Yeshiva University Honorary Degree Rejection Correspondence

Description
In this April 2, 1980, confidential letter, Bayard Rustin writes directly to Yeshiva University President Dr. Norman Lamm to formally decline an offer to receive an honorary doctorate at the university's upcoming commencement. Rustin outlines a clear explanation for his decision, stating that it would be highly improper for him to accept an honor from an institution that actively fights the concept of collective bargaining. He points directly to Yeshiva's recent successful lawsuit in the United States Supreme Court against its own faculty union. Rustin argues that this legal action did massive damage to the labor movement because it effectively undermined the legal right of teachers and professionals to unionize at private colleges and universities across the entire country.

This correspondence details how Rustin chose to stand firmly by his lifelong pro-labor principles rather than accept personal praise or academic rewards. He explains that the labor movement is a vital tool not just for blue-collar workers, but also for protecting the independence and fair treatment of professionals like schoolteachers and professors. To prove his point about maintaining absolute integrity, Rustin notes that accepting an honor from Yeshiva while claiming to champion workers' rights would be deeply hypocritical.
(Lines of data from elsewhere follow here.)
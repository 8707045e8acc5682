//! Hierarchical multinomial-Dirichlet preference model.
//!
//! For each row category `r`:
//!   typical vector `phi_r ~ Dirichlet(1, ..., 1)`,
//!   concentration `kappa_r ~ Gamma(shape, rate)`.
//! For each precinct `p`:
//!   `beta_pr ~ Dirichlet(kappa_r * phi_r)`,
//!   `theta_p = sum_r x_pr * beta_pr`,
//!   column counts `n_p ~ Multinomial(N_p, theta_p)`.
//!
//! The sampler works on unconstrained coordinates (ALR for every simplex,
//! log for every concentration); all densities here are expressed in those
//! coordinates, Jacobians included. [`density`] maps the sampler's flat
//! position vector onto this model and differentiates it.

pub mod density;
pub mod simplex;

use crossvote_core::config::ModelConfig;
use crossvote_core::types::PrecinctSet;
use statrs::function::gamma::ln_gamma;

/// Gamma prior on a row concentration.
#[derive(Debug, Clone, Copy, PartialEq)]
pub struct ConcentrationPrior {
    pub shape: f64,
    pub rate: f64,
}

impl ConcentrationPrior {
    /// Log density of `ln kappa` (up to a constant), Jacobian included.
    pub fn log_density_of_log(&self, log_kappa: f64) -> f64 {
        self.shape * log_kappa - self.rate * log_kappa.exp()
    }

    /// Derivative of [`Self::log_density_of_log`].
    pub fn log_density_of_log_gradient(&self, log_kappa: f64) -> f64 {
        self.shape - self.rate * log_kappa.exp()
    }
}

/// Observed data laid out flat for the sampler's inner loops.
///
/// Index conventions: `[p * rows + r]` for precinct-by-row arrays and
/// `[p * columns + c]` for precinct-by-column arrays.
#[derive(Debug, Clone)]
pub struct HierarchicalModel {
    rows: usize,
    columns: usize,
    precincts: usize,
    row_shares: Vec<f64>,
    column_counts: Vec<f64>,
    row_population: Vec<f64>,
    row_totals: Vec<f64>,
    prior: ConcentrationPrior,
}

impl HierarchicalModel {
    pub fn new(data: &PrecinctSet, config: &ModelConfig) -> Self {
        let rows = data.rows();
        let columns = data.columns();
        let precincts = data.len();

        let mut row_shares = Vec::with_capacity(precincts * rows);
        let mut column_counts = Vec::with_capacity(precincts * columns);
        let mut row_population = Vec::with_capacity(precincts * rows);
        let mut row_totals = vec![0.0; rows];

        for p in data.precincts() {
            row_shares.extend_from_slice(&p.row_shares);
            column_counts.extend(p.column_counts());
            for (r, count) in p.row_counts().enumerate() {
                row_population.push(count);
                row_totals[r] += count;
            }
        }

        Self {
            rows,
            columns,
            precincts,
            row_shares,
            column_counts,
            row_population,
            row_totals,
            prior: ConcentrationPrior {
                shape: config.effective_concentration_shape(),
                rate: config.effective_concentration_rate(),
            },
        }
    }

    pub fn rows(&self) -> usize {
        self.rows
    }

    pub fn columns(&self) -> usize {
        self.columns
    }

    pub fn precincts(&self) -> usize {
        self.precincts
    }

    pub fn prior(&self) -> ConcentrationPrior {
        self.prior
    }

    /// Row share `x_pr`.
    #[inline]
    pub fn row_share(&self, p: usize, r: usize) -> f64 {
        self.row_shares[p * self.rows + r]
    }

    /// Row shares of precinct `p`.
    #[inline]
    pub fn row_shares_of(&self, p: usize) -> &[f64] {
        &self.row_shares[p * self.rows..(p + 1) * self.rows]
    }

    /// Observed column counts of precinct `p`.
    #[inline]
    pub fn column_counts_of(&self, p: usize) -> &[f64] {
        &self.column_counts[p * self.columns..(p + 1) * self.columns]
    }

    /// Voters of row category `r` in precinct `p` (`N_p * x_pr`).
    #[inline]
    pub fn row_population(&self, p: usize, r: usize) -> f64 {
        self.row_population[p * self.rows + r]
    }

    /// Voters of row category `r` across all precincts.
    pub fn row_total(&self, r: usize) -> f64 {
        self.row_totals[r]
    }

    /// Multinomial log likelihood of precinct `p` at cell probabilities
    /// `theta`, without the multinomial coefficient. Zero counts contribute
    /// nothing even where `theta` is zero.
    #[inline]
    pub fn precinct_log_likelihood(&self, p: usize, theta: &[f64]) -> f64 {
        self.column_counts_of(p)
            .iter()
            .zip(theta)
            .filter(|(n, _)| **n > 0.0)
            .map(|(n, t)| n * t.ln())
            .sum()
    }

    /// Log density of everything that depends on row `r`'s hyperparameters,
    /// given `sum_log_beta[c] = sum_p ln beta_prc`:
    ///
    /// * Dirichlet densities of all `beta_pr` (with their ALR Jacobians),
    /// * the flat prior on `phi_r` (with its ALR Jacobian),
    /// * the Gamma prior on `kappa_r` (with its log Jacobian).
    pub fn row_hyper_log_density(
        &self,
        phi: &[f64],
        log_phi: &[f64],
        log_kappa: f64,
        sum_log_beta: &[f64],
    ) -> f64 {
        let kappa = log_kappa.exp();
        let n = self.precincts as f64;
        let mut normalizer = ln_gamma(kappa);
        let mut kernel = 0.0;
        for c in 0..self.columns {
            let alpha = kappa * phi[c];
            normalizer -= ln_gamma(alpha);
            kernel += alpha * sum_log_beta[c];
        }
        n * normalizer + kernel + simplex::log_jacobian(log_phi)
            + self.prior.log_density_of_log(log_kappa)
    }

    /// Mixture `theta = sum_r x_r * beta_r` for one precinct.
    ///
    /// `betas` holds the precinct's `rows * columns` preference block.
    #[inline]
    pub fn mix_theta(&self, p: usize, betas: &[f64], theta: &mut [f64]) {
        let c_n = self.columns;
        theta.iter_mut().for_each(|t| *t = 0.0);
        for (r, &x) in self.row_shares_of(p).iter().enumerate() {
            if x == 0.0 {
                continue;
            }
            for (t, b) in theta.iter_mut().zip(&betas[r * c_n..(r + 1) * c_n]) {
                *t += x * b;
            }
        }
    }
}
The file also includes a polite reply from Dr. Lamm on April 16, 1980, who argues that the university's lawsuit was not anti-union, but was instead an effort to preserve a traditional, non-industrial relationship between the administration and the faculty. By keeping this exchange strictly confidential, Rustin demonstrated his desire to make a quiet, principled stand for trade unionism rather than generate public controversy.

Historical Context
In early 1980, the American academic and labor landscape was severely shaken by a landmark Supreme Court ruling involving Yeshiva University. The court decided that faculty members at private universities could be classified as managerial employees rather than regular workers, which stripped them of federal protections to form unions and engage in collective bargaining. This decision created an immediate crisis for the labor movement, as private colleges across the country used the ruling as a legal tool to dismantle existing faculty unions and block new organizing drives. Labor advocates realized that this precedent threatened decades of progress made by professional unions, leaving private campus faculty with far fewer options for legal recourse.

This specific window captures a major moment of friction where veteran civil rights leaders had to choose between elite institutional validation and grassroots solidarity. Rustin was serving as the Chairman of the A. Philip Randolph Institute, an organization deeply dedicated to strengthening ties between minority communities and organized labor. At a time when minority workers and professionals were increasingly entering higher education fields, Rustin recognized that defending campus unionization was completely linked to the broader fight for racial and economic justice. By analyzing this real-time crisis, we can see exactly why Rustin rejected the degree; he knew that the labor movement could not survive if its leaders accepted honors from the very institutions that were actively unravelling the legal foundations of collective bargaining.


Rustin, Bayard. "Correspondence with Dr. Norman Lamm regarding Yeshiva University Honorary Degree." April 2, 1980. Bayard_Rustin,_General_Corresp.